Google Git
Sign in
android / platform / external / tink / refs/heads/upstream-master / . / cc / internal / registry_impl.h
blob: 0fe168e406ffc471125adf64eb352d6256480468 [file] [log] [blame]
// Copyright 2018 Google Inc.
//
// Licensed under the Apache License, Version 2.0 (the "License");
// you may not use this file except in compliance with the License.
// You may obtain a copy of the License at
//
// http://www.apache.org/licenses/LICENSE-2.0
//
// Unless required by applicable law or agreed to in writing, software
// distributed under the License is distributed on an "AS IS" BASIS,
// WITHOUT WARRANTIES OR CONDITIONS OF ANY KIND, either express or implied.
// See the License for the specific language governing permissions and
// limitations under the License.
//
///////////////////////////////////////////////////////////////////////////////
#ifndef TINK_INTERNAL_REGISTRY_IMPL_H_
#define TINK_INTERNAL_REGISTRY_IMPL_H_
#include <algorithm>
#include <atomic>
#include <cstdlib>
#include <memory>
#include <string>
#include <utility>
#include "absl/base/thread_annotations.h"
#include "absl/container/flat_hash_map.h"
#include "absl/functional/any_invocable.h"
#include "absl/memory/memory.h"
#include "absl/status/status.h"
#include "absl/strings/string_view.h"
#include "absl/synchronization/mutex.h"
#include "tink/core/key_type_manager.h"
#include "tink/core/private_key_type_manager.h"

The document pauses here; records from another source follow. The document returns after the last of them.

// Copyright (c) 2025 Dimitris Kafetzis
//
// Licensed under the MIT License.
// See LICENSE file in the project root for full license information.
//
// SPDX-License-Identifier: MIT

//! Device and kernel wrappers over the raw accelerator driver.
//!
//! A [`Device`] owns one driver context spanning a set of same-class
//! units, with the network program built on it and one in-order queue
//! per unit. A [`Kernel`] is a named entry of that program bound to one
//! queue, carrying its argument list and a small fixed array of
//! completion slots so the same kernel can have several calls in flight
//! at once.

use crate::EngineError;
use accel_driver::{
    AcceleratorDriver, ArgAccess, Completion, ContextHandle, DeviceKind, KernelArg, KernelHandle,
    ProgramSource,
};
use device_memory::HostBuffer;
use std::fmt;
use std::sync::Arc;

// ── Context slots ──────────────────────────────────────────────────────

/// Index into a kernel's completion-slot array.
///
/// Callers pick a slot per in-flight call and pass the same slot to the
/// matching wait. Four slots cover the deepest pipelining the engine
/// produces (double buffering on both sides of a shared stage).
#[derive(Debug, Clone, Copy, PartialEq, Eq, Hash)]
pub enum ContextSlot {
    C0,
    C1,
    C2,
    C3,
}

impl ContextSlot {
    pub const COUNT: usize = 4;
    pub const ALL: [ContextSlot; Self::COUNT] =
        [Self::C0, Self::C1, Self::C2, Self::C3];

    pub fn index(self) -> usize {
        match self {
            Self::C0 => 0,
            Self::C1 => 1,
            Self::C2 => 2,
            Self::C3 => 3,
        }
    }

    pub fn from_index(index: usize) -> Option<Self> {
        Self::ALL.get(index).copied()
    }
}

impl fmt::Display for ContextSlot {
    fn fmt(&self, f: &mut fmt::Formatter<'_>) -> fmt::Result {
        write!(f, "C{}", self.index())
    }
}

// ── Device ─────────────────────────────────────────────────────────────

/// One open accelerator context: a set of same-class units, the program
/// built for them, and a queue per unit.
pub struct Device {
    driver: Arc<dyn AcceleratorDriver>,
    kind: DeviceKind,
    context: ContextHandle,
    program: accel_driver::ProgramHandle,
    unit_ids: Vec<u8>,
    frequency_mhz: u64,
}

impl Device {
    /// Opens a context over `units` and builds `source` on it.
    pub fn open(
        driver: Arc<dyn AcceleratorDriver>,
        kind: DeviceKind,
        units: &[u8],
        source: &ProgramSource,
    ) -> Result<Arc<Self>, EngineError> {
        let context = driver
            .open_context(kind, units)
            .map_err(EngineError::driver)?;

        let program = match driver.build_program(context, source) {
            Ok(program) => program,
            Err(e) => {
                // The context is useless without its program.
                if let Err(close_err) = driver.close_context(context) {
                    tracing::warn!(error = %close_err, "context close after failed build");
                }
                return Err(EngineError::program_build(e.to_string()));
            }
        };

        let frequency_mhz = driver.frequency_mhz(kind);
        tracing::info!(
            kind = kind.as_str(),
            units = ?units,
            frequency_mhz,
            "device context open"
        );

        Ok(Arc::new(Self {
            driver,
            kind,
            context,
            program,
            unit_ids: units.to_vec(),
            frequency_mhz,
        }))
    }

    pub fn kind(&self) -> DeviceKind {
        self.kind
    }

    /// Number of units (and therefore queues) in this context.
    pub fn num_units(&self) -> usize {
        self.unit_ids.len()
    }

    /// Platform unit id behind queue `queue`.
    pub fn unit_id(&self, queue: u8) -> Option<u8> {
        self.unit_ids.get(queue as usize).copied()
    }

    pub fn frequency_mhz(&self) -> u64 {
        self.frequency_mhz
    }

    /// Short name of the unit behind a queue, e.g. `dsp1`.
    pub fn unit_name(&self, queue: u8) -> String {
        match self.unit_id(queue) {
            Some(unit) => format!("{}{}", self.kind.as_str(), unit),
            None => format!("{}?", self.kind.as_str()),
        }
    }

    /// Creates a kernel bound to one queue of this context.
    pub fn create_kernel(
        self: &Arc<Self>,
        name: &'static str,
        queue: u8,
        args: Vec<KernelArg>,
    ) -> Result<Kernel, EngineError> {
        let handle = self
            .driver
            .create_kernel(self.program, name)
            .map_err(|_| EngineError::kernel_not_found(name))?;
        Ok(Kernel {
            device: Arc::clone(self),
            handle,
            name,
            queue,
            args,
            slots: Default::default(),
        })
    }
}

impl Drop for Device {
    fn drop(&mut self) {
        if let Err(e) = self.driver.close_context(self.context) {
            tracing::warn!(kind = self.kind.as_str(), error = %e, "context close failed");
        }
    }
}

impl fmt::Debug for Device {
    fn fmt(&self, f: &mut fmt::Formatter<'_>) -> fmt::Result {
        f.debug_struct("Device")
            .field("kind", &self.kind)
            .field("units", &self.unit_ids)
            .field("frequency_mhz", &self.frequency_mhz)
            .finish()
    }
}

// ── Kernel ─────────────────────────────────────────────────────────────

/// A named program entry with bound arguments and per-call completion
/// slots.
///
/// `run_async` snapshots the current arguments, so rebinding them after
/// a call is issued never affects that call. Waiting on a slot that has
/// no call in flight reports `Ok(false)` rather than an error; the
/// higher layers use that to make wait-before-start a no-op.
pub struct Kernel {
    device: Arc<Device>,
    handle: KernelHandle,
    name: &'static str,
    queue: u8,
    args: Vec<KernelArg>,
    slots: [Option<Completion>; ContextSlot::COUNT],
}

impl Kernel {
    pub fn name(&self) -> &'static str {
        self.name
    }

    pub fn queue(&self) -> u8 {
        self.queue
    }

    pub fn device(&self) -> &Arc<Device> {
        &self.device
    }

    /// Replaces one bound argument.
    pub fn set_arg(&mut self, index: usize, arg: KernelArg) -> Result<(), EngineError> {
        let len = self.args.len();
        match self.args.get_mut(index) {
            Some(slot) => {
                *slot = arg;
                Ok(())
            }
            None => Err(EngineError::config(format!(
                "kernel '{}' has {len} args, index {index} out of range",
                self.name
            ))),
        }
    }

    /// Convenience for the common buffer-argument case.
    pub fn set_buffer_arg(
        &mut self,
        index: usize,
        buffer: HostBuffer,
        access: ArgAccess,
    ) -> Result<(), EngineError> {
        self.set_arg(index, KernelArg::buffer(buffer, access))
    }

    pub fn slot_in_flight(&self, slot: ContextSlot) -> bool {
        self.slots[slot.index()].is_some()
    }

    /// Issues one call of this kernel on its queue, tracked in `slot`.
    ///
    /// The slot must be free; reusing a slot whose call has not been
    /// waited for would lose its completion.
    pub fn run_async(&mut self, slot: ContextSlot) -> Result<(), EngineError> {
        if self.slot_in_flight(slot) {
            return Err(EngineError::slots_exhausted());
        }
        let completion = self
            .device
            .driver
            .enqueue(self.handle, self.queue, self.args.clone())
            .map_err(EngineError::driver)?;
        self.slots[slot.index()] = Some(completion);
        Ok(())
    }

    /// Blocks until the call in `slot` finishes. Returns `Ok(false)`
    /// when the slot has no call in flight.
    pub fn wait(&mut self, slot: ContextSlot) -> Result<bool, EngineError> {
        match self.slots[slot.index()].take() {
            Some(completion) => {
                completion.wait();
                Ok(true)
            }
            None => Ok(false),
        }
    }

    /// Registers `callback` to run when the call in `slot` finishes
    /// (immediately, if it already has). Returns `false` when the slot
    /// has no call in flight; the slot stays occupied either way until
    /// it is waited on.
    pub fn add_callback(
        &self,
        slot: ContextSlot,
        callback: impl FnOnce() + Send + 'static,
    ) -> bool {
        match &self.slots[slot.index()] {
            Some(completion) => {
                completion.on_complete(callback);
                true
            }
            None => false,
        }
    }
}

impl Drop for Kernel {
    fn drop(&mut self) {
        // Outstanding calls keep running; only the handle is released.
        if let Err(e) = self.device.driver.release_kernel(self.handle) {
            tracing::debug!(kernel = self.name, error = %e, "kernel release failed");
        }
    }
}

impl fmt::Debug for Kernel {
    fn fmt(&self, f: &mut fmt::Formatter<'_>) -> fmt::Result {
        let in_flight = self.slots.iter().filter(|s| s.is_some()).count();
        f.debug_struct("Kernel")
            .field("name", &self.name)
            .field("queue", &self.queue)
            .field("args", &self.args.len())
            .field("in_flight", &in_flight)
            .finish()
    }
}

#[cfg(test)]
mod tests {
    use super::*;
    use accel_driver::{SoftDriver, SoftTopology, KERNEL_SETUP};

    fn small_driver() -> Arc<dyn AcceleratorDriver> {
        Arc::new(SoftDriver::with_topology(SoftTopology {
            dsp_units: 1,
            npu_units: 1,
            ..Default::default()
        }))
    }

    fn status_arg() -> KernelArg {
        let status = HostBuffer::from_vec(vec![0u8; 16]);
        KernelArg::buffer(status, ArgAccess::ReadWrite)
    }

    #[test]
    fn test_slot_indices() {
        for (i, slot) in ContextSlot::ALL.iter().enumerate() {
            assert_eq!(slot.index(), i);
            assert_eq!(ContextSlot::from_index(i), Some(*slot));
        }
        assert_eq!(ContextSlot::from_index(4), None);
        assert_eq!(ContextSlot::C2.to_string(), "C2");
    }

    #[test]
    fn test_open_and_unit_names() {
        let device = Device::open(
            small_driver(),
            DeviceKind::Dsp,
            &[0],
            &ProgramSource::BuiltIns,
        )
        .unwrap();
        assert_eq!(device.num_units(), 1);
        assert_eq!(device.unit_name(0), "dsp0");
        assert_eq!(device.unit_name(5), "dsp?");
        assert!(device.frequency_mhz() > 0);
    }

    #[test]
    fn test_wait_on_empty_slot_is_false() {
        let device = Device::open(
            small_driver(),
            DeviceKind::Npu,
            &[0],
            &ProgramSource::BuiltIns,
        )
        .unwrap();
        let mut kernel = device
            .create_kernel(KERNEL_SETUP, 0, vec![status_arg(), KernelArg::scalar_u32(1)])
            .unwrap();
        assert!(!kernel.wait(ContextSlot::C0).unwrap());
    }

    #[test]
    fn test_run_wait_and_slot_reuse() {
        let device = Device::open(
            small_driver(),
            DeviceKind::Npu,
            &[0],
            &ProgramSource::BuiltIns,
        )
        .unwrap();
        // Teardown with no configured net succeeds on the soft driver.
        let mut kernel = device
            .create_kernel(
                accel_driver::KERNEL_TEARDOWN,
                0,
                vec![status_arg(), KernelArg::scalar_u32(1)],
            )
            .unwrap();

        kernel.run_async(ContextSlot::C1).unwrap();
        assert!(kernel.slot_in_flight(ContextSlot::C1));
        assert!(matches!(
            kernel.run_async(ContextSlot::C1),
            Err(EngineError::ContextSlotsExhausted { .. })
        ));
        assert!(kernel.wait(ContextSlot::C1).unwrap());
        assert!(!kernel.slot_in_flight(ContextSlot::C1));

        // Slot is reusable after the wait.
        kernel.run_async(ContextSlot::C1).unwrap();
        assert!(kernel.wait(ContextSlot::C1).unwrap());
    }

    #[test]
    fn test_callback_fires() {
        use std::sync::atomic::{AtomicBool, Ordering};

        let device = Device::open(
            small_driver(),
            DeviceKind::Dsp,
            &[0],
            &ProgramSource::BuiltIns,
        )
        .unwrap();
        let mut kernel = device
            .create_kernel(
                accel_driver::KERNEL_TEARDOWN,
                0,
                vec![status_arg(), KernelArg::scalar_u32(1)],
            )
            .unwrap();

        let fired = Arc::new(AtomicBool::new(false));
        assert!(!kernel.add_callback(ContextSlot::C0, || {}));

        kernel.run_async(ContextSlot::C0).unwrap();
        let fired2 = Arc::clone(&fired);
        assert!(kernel.add_callback(ContextSlot::C0, move || {
            fired2.store(true, Ordering::SeqCst);
        }));
        kernel.wait(ContextSlot::C0).unwrap();
        assert!(fired.load(Ordering::SeqCst));
    }

    #[test]
    fn test_set_arg_out_of_range() {
        let device = Device::open(
            small_driver(),
            DeviceKind::Dsp,
            &[0],
            &ProgramSource::BuiltIns,
        )
        .unwrap();
        let mut kernel = device
            .create_kernel(KERNEL_SETUP, 0, vec![status_arg(), KernelArg::scalar_u32(1)])
            .unwrap();
        assert!(kernel.set_arg(2, KernelArg::scalar_u32(9)).is_err());
        kernel.set_arg(1, KernelArg::scalar_u32(2)).unwrap();
    }
}
// Copyright (c) 2025 Dimitris Kafetzis
//
// Licensed under the MIT License.
// See LICENSE file in the project root for full license information.
//
// SPDX-License-Identifier: MIT

//! Driver-level error type.
//!
//! These are host-side failures: bad handles, unknown kernels, malformed
//! argument lists. Errors the device program reports during a call travel
//! through its status block instead, as [`net_format::DeviceErrorCode`]s.

use crate::DeviceKind;
use thiserror::Error;

#[derive(Debug, Error)]
pub enum DriverError {
    #[error("no {kind} unit {unit} on this platform")]
    UnknownDeviceUnit { kind: DeviceKind, unit: u8 },

    #[error("context opened with no units")]
    NoUnitsRequested,

    #[error("stale or foreign {what} handle")]
    InvalidHandle { what: &'static str },

    #[error("program build failed: {detail}")]
    ProgramBuildFailed { detail: String },

    #[error("program exports no kernel named '{name}'")]
    UnknownKernel { name: String },

    #[error("kernel '{kernel}': {detail}")]
    InvalidKernelArgs { kernel: String, detail: String },

    #[error("queue {queue} out of range for this context")]
    QueueOutOfRange { queue: u8 },

    #[error("failed to start queue worker: {source}")]
    QueueStartFailed {
        #[source]
        source: std::io::Error,
    },
}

#include "tink/input_stream.h"
#include "tink/internal/fips_utils.h"
#include "tink/internal/key_type_info_store.h"
#include "tink/internal/keyset_wrapper.h"
#include "tink/internal/keyset_wrapper_store.h"
#include "tink/key_manager.h"
#include "tink/monitoring/monitoring.h"
#include "tink/primitive_set.h"
#include "tink/primitive_wrapper.h"
#include "tink/util/status.h"
#include "tink/util/statusor.h"
#include "proto/tink.pb.h"
namespace crypto {
namespace tink {
namespace internal {
class RegistryImpl {
public:
static RegistryImpl& GlobalInstance() {
static RegistryImpl* instance = new RegistryImpl();
return *instance;
}
RegistryImpl() = default;
RegistryImpl(const RegistryImpl&) = delete;
RegistryImpl& operator=(const RegistryImpl&) = delete;
~RegistryImpl() { Reset(); }
// Registers the given 'manager' for the key type 'manager->get_key_type()'.
// Takes ownership of 'manager', which must be non-nullptr. KeyManager is the
// legacy/internal version of KeyTypeManager.
template <class P>
crypto::tink::util::Status RegisterKeyManager(KeyManager<P>* manager,
bool new_key_allowed = true)
ABSL_LOCKS_EXCLUDED(maps_mutex_);
// Takes ownership of 'manager', which must be non-nullptr.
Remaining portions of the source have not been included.